Tandis que les chiens, attelés en nombre égal, pourront traîner un poids supérieur, et faire, sur une glace même mauvaise, de quinze à seize milles, soit de vingt-huit à trente kilomètres.

En outre, les hommes n'arrivent pas exténués au campement, ce qui permet d'allonger jusqu'à la limite du possible la durée de la marche.

Il va de soi qu'avec des attelages composés mi-partie d'hommes et de chiens, on gagne sur le premier cas, mais on perd sur le second. Cependant, la fatigue est infiniment moindre qu'avec le remorquage par l'homme seul, car les chiens ont toujours une tendance à vouloir dépasser l'homme dont la présence les excite.
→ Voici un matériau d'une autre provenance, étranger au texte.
/// AVX2 lane-parallel implementation: `output[i] ≈ sqrt(values[i])`.
///
/// Full groups use aligned `_mm256_load_ps` / `_mm256_store_ps`; the tail
/// group uses `_mm256_maskload_ps` / `_mm256_maskstore_ps` so no byte
/// outside either slice is touched.
///
/// # Safety
///
/// Requires AVX2 support. Caller must verify with `is_x86_feature_detected!("avx2")`.
/// Both `values` and `output` must start on a
/// [`LANE_ALIGN`](crate::config::LANE_ALIGN)-byte boundary; this is not
/// checked in release builds.
///
/// # Panics
///
/// Panics if `values.len() != output.len()`.
#[cfg(target_arch = "x86_64")]
#[target_feature(enable = "avx2")]
pub unsafe fn sqrt_avx2(initial_guess: f32, values: &[f32], output: &mut [f32]) {
    assert_eq!(values.len(), output.len(), "values/output length mismatch");
    debug_assert!(
        values.is_empty() || (is_lane_aligned(values) && is_lane_aligned(output)),
        "sqrt_avx2 requires lane-aligned buffers"
    );

    let n = values.len();
    let full = n - n % LANE_WIDTH;

    // SAFETY: caller guarantees AVX2 and alignment; every offset below is in bounds.
    unsafe {
        let guess = _mm256_set1_ps(initial_guess);
        let all = _mm256_castsi256_ps(_mm256_set1_epi32(-1));

        let mut i = 0;
        while i < full {
            let s = _mm256_load_ps(values.as_ptr().add(i));
            let x = refine_group_avx2(guess, s, all);
            _mm256_store_ps(output.as_mut_ptr().add(i), x);
            i += LANE_WIDTH;
        }

        // Bounds-masked tail
        if full < n {
            let live = (n - full) as i32;
            let bounds = _mm256_cmpgt_epi32(
                _mm256_set1_epi32(live),
                _mm256_setr_epi32(0, 1, 2, 3, 4, 5, 6, 7),
            );
            let s = _mm256_maskload_ps(values.as_ptr().add(full), bounds);
            let x = refine_group_avx2(guess, s, _mm256_castsi256_ps(bounds));
            _mm256_maskstore_ps(output.as_mut_ptr().add(full), bounds, x);
        }
    }
}

/// Lane-parallel kernel with run-time dispatch.
///
/// Uses [`sqrt_avx2`] when the CPU supports AVX2 and both slices are
/// lane-aligned, and [`sqrt_lanes`] otherwise.
///
/// # Panics
///
/// Panics if `values.len() != output.len()`.
pub fn sqrt_simd(initial_guess: f32, values: &[f32], output: &mut [f32]) {
    #[cfg(target_arch = "x86_64")]
    if avx2_available() && is_lane_aligned(values) && is_lane_aligned(output) {
        // SAFETY: AVX2 detected and both slices aligned.
        unsafe { sqrt_avx2(initial_guess, values, output) };
        return;
    }
    sqrt_lanes(initial_guess, values, output);
}

// ────────────────────────────────────────────────────────────────────────────
// Tests
// ────────────────────────────────────────────────────────────────────────────

#[cfg(test)]
mod tests {
    use super::*;
    use crate::buffer::AlignedBuffer;
    use crate::kernels::scalar::sqrt_scalar;
    use proptest::prelude::*;

    fn scalar_gold(guess: f32, values: &[f32]) -> Vec<f32> {
        let mut gold = vec![0.0_f32; values.len()];
        sqrt_scalar(guess, values, &mut gold);
        gold
    }

    fn assert_bits_eq(a: &[f32], b: &[f32]) {
        assert_eq!(a.len(), b.len());
        for (i, (x, y)) in a.iter().zip(b).enumerate() {
            assert_eq!(x.to_bits(), y.to_bits(), "index {i}: {x} vs {y}");
        }
    }

    // ── Portable known-answer tests ──────────────────────────────────────

    #[test]
    fn test_lanes_concrete_scenario() {
        let values = [0.0001_f32, 1.0, 2.0, 4.0, 9.0, 1_000_000.0, 2.998, 0.5];
        let expected = [0.01_f32, 1.0, 1.41421, 2.0, 3.0, 1000.0, 1.7315, 0.70711];
        let mut output = [0.0_f32; 8];
        sqrt_lanes(1.0, &values, &mut output);
        for i in 0..8 {
            assert!(
                (output[i] - expected[i]).abs() <= 1e-4,
                "output[{i}] = {}, expected {}",
                output[i],
                expected[i]
            );
        }
        assert_bits_eq(&output, &scalar_gold(1.0, &values));
    }

    #[test]
    fn test_converged_lane_is_not_perturbed() {
        // Lane 0 converges at the guess; lane 1 keeps the group iterating.
        let mut s = [1.0_f32; LANE_WIDTH];
        s[1] = 2.999;
        let x = refine_group(1.0, &s, LANE_WIDTH);
        assert_eq!(x[0].to_bits(), 1.0_f32.to_bits());
        assert!((x[1] - 2.999_f32.sqrt()).abs() < 1e-4);
    }

    #[test]
    fn test_padding_lanes_stay_at_guess() {
        let s = [4.0_f32, 9.0, 0.0, 0.0, 0.0, 0.0, 0.0, 0.0];
        let x = refine_group(1.0, &s, 2);
        assert_eq!(x[0], 2.0);
        assert_eq!(x[1], 3.0);
        for l in 2..LANE_WIDTH {
            assert_eq!(x[l], 1.0, "padding lane {l} was refined");
        }
    }

    #[test]
    fn test_lanes_tail_does_not_write_past_end() {
        for n in 1..=2 * LANE_WIDTH + 1 {
            let values: Vec<f32> = (0..n).map(|i| i as f32 + 0.5).collect();
            let mut output = vec![-7.0_f32; n + LANE_WIDTH];
            sqrt_lanes(1.0, &values, &mut output[..n]);
            assert!(output[n..].iter().all(|&v| v == -7.0), "n = {n}");
            assert_bits_eq(&output[..n], &scalar_gold(1.0, &values));
        }
    }

    #[test]
    fn test_lanes_zero_input() {
        let mut output = [0.0_f32; 3];
        sqrt_lanes(1.0, &[0.0, 0.0, 4.0], &mut output);
        assert_eq!(output[0], f32::from_bits((127 - 75) << 23));
        assert_eq!(output[2], 2.0);
    }

    #[test]
    fn test_lanes_empty() {
        let mut output: [f32; 0] = [];
        sqrt_lanes(1.0, &[], &mut output);
    }

    #[test]
    #[should_panic(expected = "values/output length mismatch")]
    fn test_lanes_length_mismatch() {
        let mut output = [0.0_f32; 4];
        sqrt_lanes(1.0, &[1.0; 5], &mut output);
    }

    #[test]
    fn test_utilization_divergent_group() {
        let mut values = [1.0_f32; LANE_WIDTH];
        values[0] = 2.999;
        let util = lane_utilization(1.0, &values);
        let slow = crate::kernels::scalar::solve(2.999, 1.0).iterations;
        assert_eq!(util.useful, u64::from(slow));
        assert_eq!(util.issued, u64::from(slow) * LANE_WIDTH as u64);
        assert!(util.ratio() < 0.2);
    }

    #[test]
    fn test_utilization_idle() {
        let util = lane_utilization(1.0, &[1.0; 16]);
        assert_eq!(util.issued, 0);
        assert!((util.ratio() - 1.0).abs() < f64::EPSILON);
    }

    proptest! {
        #[test]
        fn prop_lanes_match_scalar(
            v in proptest::collection::vec(0.0_f32..1e6, 0..100),
            g in 0.5_f32..8.0
        ) {
            let mut out = vec![0.0_f32; v.len()];
            sqrt_lanes(g, &v, &mut out);
            let gold = scalar_gold(g, &v);
            for i in 0..v.len() {
                prop_assert_eq!(out[i].to_bits(), gold[i].to_bits(), "index {}", i);
            }
        }
    }

    // ── AVX2 parity tests ────────────────────────────────────────────────

    #[cfg(target_arch = "x86_64")]
    #[test]
    fn test_avx2_concrete_scenario() {
        if !is_x86_feature_detected!("avx2") {
            return;
        }
        let values = AlignedBuffer::from_slice(&[
            0.0001, 1.0, 2.0, 4.0, 9.0, 1_000_000.0, 2.998, 0.5,
        ])
        .unwrap();
        let mut output = AlignedBuffer::zeroed(8).unwrap();
        unsafe { sqrt_avx2(1.0, &values, &mut output) };
        assert_bits_eq(&output, &scalar_gold(1.0, &values));
    }

    #[cfg(target_arch = "x86_64")]
    #[test]
    fn test_avx2_masked_tail() {
        if !is_x86_feature_detected!("avx2") {
            return;
        }
        for n in 1..=2 * LANE_WIDTH + 3 {
            let host: Vec<f32> = (0..n).map(|i| (i * i) as f32 + 0.25).collect();
            let values = AlignedBuffer::from_slice(&host).unwrap();
            let mut output = AlignedBuffer::zeroed(n + LANE_WIDTH).unwrap();
            output.fill(-7.0);
            unsafe { sqrt_avx2(1.0, &values, &mut output[..n]) };
            assert!(output[n..].iter().all(|&v| v == -7.0), "n = {n}");
            assert_bits_eq(&output[..n], &scalar_gold(1.0, &host));
        }
    }

    #[cfg(target_arch = "x86_64")]
    #[test]
    fn test_avx2_edge_inputs_match_scalar() {
        if !is_x86_feature_detected!("avx2") {
            return;
        }
        let host = [0.0_f32, -1.0, -4.0, f32::NAN, 1e-30, 3.0e38, 1.0, 2.999];
        let values = AlignedBuffer::from_slice(&host).unwrap();
        let mut output = AlignedBuffer::zeroed(host.len()).unwrap();
        unsafe { sqrt_avx2(1.0, &values, &mut output) };
        assert_bits_eq(&output, &scalar_gold(1.0, &host));
    }

    #[test]
    fn test_simd_dispatch_unaligned_falls_back() {
        let buf = AlignedBuffer::from_slice(&[4.0_f32; 17]).unwrap();
        let mut out = AlignedBuffer::zeroed(17).unwrap();
        sqrt_simd(1.0, &buf[1..], &mut out[1..]);
        assert!(out[1..].iter().all(|&v| v == 2.0));
        assert_eq!(out[0], 0.0);
    }

    #[cfg(target_arch = "x86_64")]
    proptest! {
        #[test]
        fn prop_avx2_parity(
            v in proptest::collection::vec(0.0_f32..1e6, 1..100),
            g in 0.5_f32..8.0
        ) {
            if !is_x86_feature_detected!("avx2") {
                return Ok(());
            }
            let values = AlignedBuffer::from_slice(&v).unwrap();
            let mut out = AlignedBuffer::zeroed(v.len()).unwrap();
            unsafe { sqrt_avx2(g, &values, &mut out) };
            let gold = scalar_gold(g, &v);
            for i in 0..v.len() {
                prop_assert_eq!(out[i].to_bits(), gold[i].to_bits(), "index {}", i);
            }
        }
    }
}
Ils sont francs du collier, et laissent à peine tirer leurs compagnons à deux pieds, dont l'intervention est surtout utile devant les obstacles ou dans les mauvais pas.

L'impossibilité dans laquelle se trouvait le capitaine de renouveler sa meute l'aurait décidé à adopter ce dernier procédé, quand bien même il n'eût pas été forcé de sacrifier son navire dans les circonstances douloureuses que l'on sait.

Privé désormais de son lieu d'hivernage, n'ayant plus de vivres que pour deux mois, réduit aux embarcations pour tout matériel, obligé de pointer en avant, sans espoir de retour, il devait forcer les étapes sous peine de périr infailliblement de faim.

On a vu comment la première partie de ce plan si sage s'était accomplie avec un bonheur exceptionnel, puisque l'officier français avait pu parcourir en bateau, sans fatigue et sans perte de temps, trois degrés et demi, près de quatre cents kilomètres en dix jours.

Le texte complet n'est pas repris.